#[cfg(test)]
mod tests {
  use super::*;
  use crate::api::transport::testing::{FakeTransport, Reply};
  use serde_json::json;

  fn test_config() -> ApiConfig {
    ApiConfig {
      base_url: "http://api.test/api/".to_string(),
      retry_delay_secs: 0,
      ..Default::default()
    }
  }

  fn service(transport: &FakeTransport) -> ApiService {
    ApiService::with_transport(&test_config(), transport.clone())
  }

  fn regions_body() -> Value {
    json!({
      "success": true,
      "regions": [{"id": 1, "name": "Jawa Timur", "category": "Provinsi", "latitude": -7.5, "longitude": 112.2}]
    })
  }

  #[tokio::test]
  async fn test_identical_gets_hit_network_once() {
    let transport = FakeTransport::always(Reply::ok(regions_body()));
    let api = service(&transport);

    let first = api.get_regions().await;
    let second = api.get_regions().await;

    assert_eq!(transport.calls(), 1);
    assert_eq!(first, second);
    assert_eq!(first.regions[0].name, "Jawa Timur");
  }

  #[tokio::test]
  async fn test_expired_entry_refetches() {
    let transport = FakeTransport::always(Reply::ok(regions_body()));
    let api = service(&transport).with_cache_ttl(chrono::Duration::milliseconds(20));

    api.get_regions().await;
    tokio::time::sleep(Duration::from_millis(40)).await;
    api.get_regions().await;

    assert_eq!(transport.calls(), 2);
  }

  #[tokio::test]
  async fn test_clear_cache_forces_refetch() {
    let transport = FakeTransport::always(Reply::ok(regions_body()));
    let api = service(&transport);

    api.get_regions().await;
    api.clear_cache();
    api.get_regions().await;

    assert_eq!(transport.calls(), 2);
  }

  #[tokio::test]
  async fn test_distinct_endpoints_are_cached_separately() {
    let transport = FakeTransport::always(Reply::ok(json!({"results": []})));
    let api = service(&transport);

    api.search_foods("soto").await;
    api.search_foods("rawon").await;
    api.search_foods("soto").await;

    assert_eq!(transport.calls(), 2);
  }

  #[tokio::test]
  async fn test_get_timeout_retries_then_falls_back() {
    let transport = FakeTransport::always(Reply::Timeout);
    let api = service(&transport);

    let payload = api.get_regions().await;

    assert_eq!(transport.calls(), 3);
    assert!(!payload.success);
    assert!(payload.regions.is_empty());
    assert!(payload.categories.is_empty());
    assert!(payload.foods.is_empty());
    assert!(payload.results.is_empty());
    assert!(payload.error.unwrap().contains("cold starting"));
  }

  #[tokio::test]
  async fn test_raw_get_failure_returns_fallback_shape() {
    let transport = FakeTransport::always(Reply::Timeout);
    let api = service(&transport);

    let value = api.request("/regions", RequestOptions::get()).await.unwrap();

    assert_eq!(value["success"], json!(false));
    assert_eq!(value["results"], json!([]));
    assert!(value["error"].as_str().unwrap().contains("timeout"));
  }

  #[tokio::test]
  async fn test_post_timeout_retries_then_raises() {
    let transport = FakeTransport::always(Reply::Timeout);
    let api = service(&transport);

    let result = api
      .request("/foods", RequestOptions::post(json!({"name": "Soto"})))
      .await;

    assert_eq!(transport.calls(), 3);
    match result {
      Err(ApiError::Timeout { attempts }) => assert_eq!(attempts, 3),
      other => panic!("expected timeout, got {:?}", other),
    }
  }

  #[tokio::test]
  async fn test_recovers_after_one_timeout() {
    let transport = FakeTransport::new([Reply::Timeout, Reply::ok(regions_body())]);
    let api = service(&transport);

    let payload = api.get_regions().await;

    assert_eq!(transport.calls(), 2);
    assert!(payload.success);
    assert_eq!(payload.regions.len(), 1);
  }

  #[tokio::test]
  async fn test_client_side_timeout_counts_as_timeout() {
    let transport = FakeTransport::always(Reply::Slow(
      Duration::from_millis(200),
      regions_body().to_string(),
    ));
    let api = service(&transport).with_timeout(Duration::from_millis(10));

    let result = api.request("/regions", RequestOptions::delete()).await;

    assert_eq!(transport.calls(), 3);
    assert!(result.unwrap_err().is_timeout());
  }

  #[tokio::test]
  async fn test_http_status_is_not_retried() {
    let transport = FakeTransport::always(Reply::Json(500, "{}".to_string()));
    let api = service(&transport);

    let payload = api.get_categories().await;
    assert_eq!(transport.calls(), 1);
    assert!(!payload.success);
    assert_eq!(payload.error.as_deref(), Some("HTTP error! status: 500"));

    let result = api.delete_food(4).await;
    assert_eq!(transport.calls(), 2);
    assert!(matches!(result, Err(ApiError::Status(500))));
  }

  #[tokio::test]
  async fn test_malformed_body_is_not_retried() {
    let transport = FakeTransport::always(Reply::Json(200, "<html>".to_string()));
    let api = service(&transport);

    let payload = api.search_foods("").await;

    assert_eq!(transport.calls(), 1);
    assert!(!payload.success);
    assert!(payload.results.is_empty());
  }

  #[tokio::test]
  async fn test_failed_get_is_not_cached() {
    let transport = FakeTransport::new([Reply::Json(503, "{}".to_string()), Reply::ok(regions_body())]);
    let api = service(&transport);

    assert!(!api.get_regions().await.success);
    assert!(api.get_regions().await.success);
    assert_eq!(transport.calls(), 2);
  }

  #[tokio::test]
  async fn test_mutations_bypass_cache() {
    let transport = FakeTransport::always(Reply::ok(json!({"success": true})));
    let api = service(&transport);

    let input = RegionInput {
      name: "Bali".to_string(),
      category: "Provinsi".to_string(),
      latitude: Some(-8.4),
      longitude: Some(115.2),
      description: "Pulau Dewata".to_string(),
      emoji: "🌴".to_string(),
    };
    api.create_region(&input).await.unwrap();
    api.create_region(&input).await.unwrap();

    assert_eq!(transport.calls(), 2);
    let request = &transport.requests()[0];
    assert_eq!(request.method, HttpMethod::Post);
    assert_eq!(request.url, "http://api.test/api/regions");
    assert_eq!(
      request.headers.get("Content-Type").map(String::as_str),
      Some("application/json")
    );
    let body: Value = serde_json::from_str(request.body.as_deref().unwrap()).unwrap();
    assert_eq!(body["name"], json!("Bali"));
  }

  #[tokio::test]
  async fn test_search_query_is_encoded() {
    let transport = FakeTransport::always(Reply::ok(json!({"results": []})));
    let api = service(&transport);

    api.search_foods("nasi goreng&pedas").await;

    assert_eq!(
      transport.requests()[0].url,
      "http://api.test/api/search?q=nasi+goreng%26pedas"
    );
  }

  #[tokio::test]
  async fn test_custom_headers_are_sent_and_keyed() {
    let transport = FakeTransport::always(Reply::ok(regions_body()));
    let api = service(&transport);

    api.request("/regions", RequestOptions::get()).await.unwrap();
    api
      .request(
        "/regions",
        RequestOptions::get().with_header("Accept-Language", "id"),
      )
      .await
      .unwrap();

    assert_eq!(transport.calls(), 2);
    assert_eq!(
      transport.requests()[1]
        .headers
        .get("Accept-Language")
        .map(String::as_str),
      Some("id")
    );
  }

  #[tokio::test]
  async fn test_nlp_request_shape_and_type_fallback() {
    let transport = FakeTransport::always(Reply::ok(json!({"response": "Rendang dari Padang"})));
    let api = service(&transport);

    let context = NlpContext {
      food_name: Some("Rendang".to_string()),
      ..Default::default()
    };
    let answer = api
      .generate_nlp_response("Bagaimana cara membuat Rendang?", NlpKind::Recipe, &context)
      .await
      .unwrap();

    assert_eq!(answer.response, "Rendang dari Padang");
    assert_eq!(answer.kind, NlpKind::Recipe);

    let body: Value =
      serde_json::from_str(transport.requests()[0].body.as_deref().unwrap()).unwrap();
    assert_eq!(body["type"], json!("recipe"));
    assert_eq!(body["context"]["food_name"], json!("Rendang"));
  }

  #[tokio::test]
  async fn test_disabled_cache_always_fetches() {
    let transport = FakeTransport::always(Reply::ok(regions_body()));
    let config = ApiConfig {
      cache_enabled: false,
      ..test_config()
    };
    let api = ApiService::with_transport(&config, transport.clone());

    api.get_regions().await;
    api.get_regions().await;

    assert_eq!(transport.calls(), 2);
  }
}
————
Assignment -
In the listing above, reproduce the first line and each one after it through the line that contains "async fn test_identical_gets_hit_network_once()".

Reply -
#[cfg(test)]
mod tests {
  use super::*;
  use crate::api::transport::testing::{FakeTransport, Reply};
  use serde_json::json;

  fn test_config() -> ApiConfig {
    ApiConfig {
      base_url: "http://api.test/api/".to_string(),
      retry_delay_secs: 0,
      ..Default::default()
    }
  }

  fn service(transport: &FakeTransport) -> ApiService {
    ApiService::with_transport(&test_config(), transport.clone())
  }

  fn regions_body() -> Value {
    json!({
      "success": true,
      "regions": [{"id": 1, "name": "Jawa Timur", "category": "Provinsi", "latitude": -7.5, "longitude": 112.2}]
    })
  }

  #[tokio::test]
  async fn test_identical_gets_hit_network_once() {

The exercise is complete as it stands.